I am trying to import data from a flat file aka Raw_Build_List:
Contract Description varchar(30)
Section Description varchar(25)
Item Description varchar(30)
Quantity integer
I am trying to write a script that will pull it into a relational database to use with other data. The script will have to run every night.
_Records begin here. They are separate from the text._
//! JSON helpers shared by requests, responses and the cache.

use std::fmt;

use serde::Deserialize;
use serde::Serialize;
use serde_json_bytes::ByteString;
use serde_json_bytes::Map;
pub use serde_json_bytes::Value;

/// A JSON object.
pub type Object = Map<ByteString, Value>;

/// An element of a response path.
#[derive(Clone, Debug, Eq, PartialEq, Hash, Serialize, Deserialize)]
#[serde(untagged)]
pub enum PathElement {
    /// An index into a list.
    Index(usize),

    /// A key in an object.
    Key(String),
}

/// A path into the `data` of a response.
#[derive(Clone, Debug, Default, Eq, PartialEq, Hash, Serialize, Deserialize)]
#[serde(transparent)]
pub struct Path(pub Vec<PathElement>);

impl Path {
    pub fn is_empty(&self) -> bool {
        self.0.is_empty()
    }

    pub fn iter(&self) -> impl Iterator<Item = &PathElement> {
        self.0.iter()
    }
}

impl<T> From<T> for Path
where
    T: AsRef<str>,
{
    /// Parses a `/` separated path where numeric segments are list indexes.
    fn from(s: T) -> Self {
        Self(
            s.as_ref()
                .split('/')
                .filter(|segment| !segment.is_empty())
                .map(|segment| match segment.parse::<usize>() {
                    Ok(index) => PathElement::Index(index),
                    Err(_) => PathElement::Key(segment.to_string()),
                })
                .collect(),
        )
    }
}

impl fmt::Display for Path {
    fn fmt(&self, f: &mut fmt::Formatter<'_>) -> fmt::Result {
        for element in self.iter() {
            write!(f, "/")?;
            match element {
                PathElement::Index(index) => write!(f, "{index}")?,
                PathElement::Key(key) => write!(f, "{key}")?,
            }
        }
        Ok(())
    }
}
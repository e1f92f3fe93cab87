//! GraphQL document handling.

mod document;

pub use document::OperationKind;
pub(crate) use document::find_operation;
pub(crate) use document::parse;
The Raw data may contain records processed before.
I have 4 tables:
Contracts (ID, Contract_Description, etc),
Sections (ID, Section, etc),
Items (ID, Description, Category, etc) and
Build_list (ContractID, SectionID, ItemID, Qty, StartDate, etc)
To import the data I do multiple steps.
1. Add 3 extra fields to Raw_Build_List: ContractID, SectionID and ItemID.
2. I run a conditional insert into each table (Contracts, Sections and Items) using a group by eg.
INSERT INTO Contracts (Contract_Description)
SELECT ContractDesctiption
GROUP BY ContractDesctiption
WHERE ContractDescription NOT IN (SELECT Contract_Description FROM Contracts)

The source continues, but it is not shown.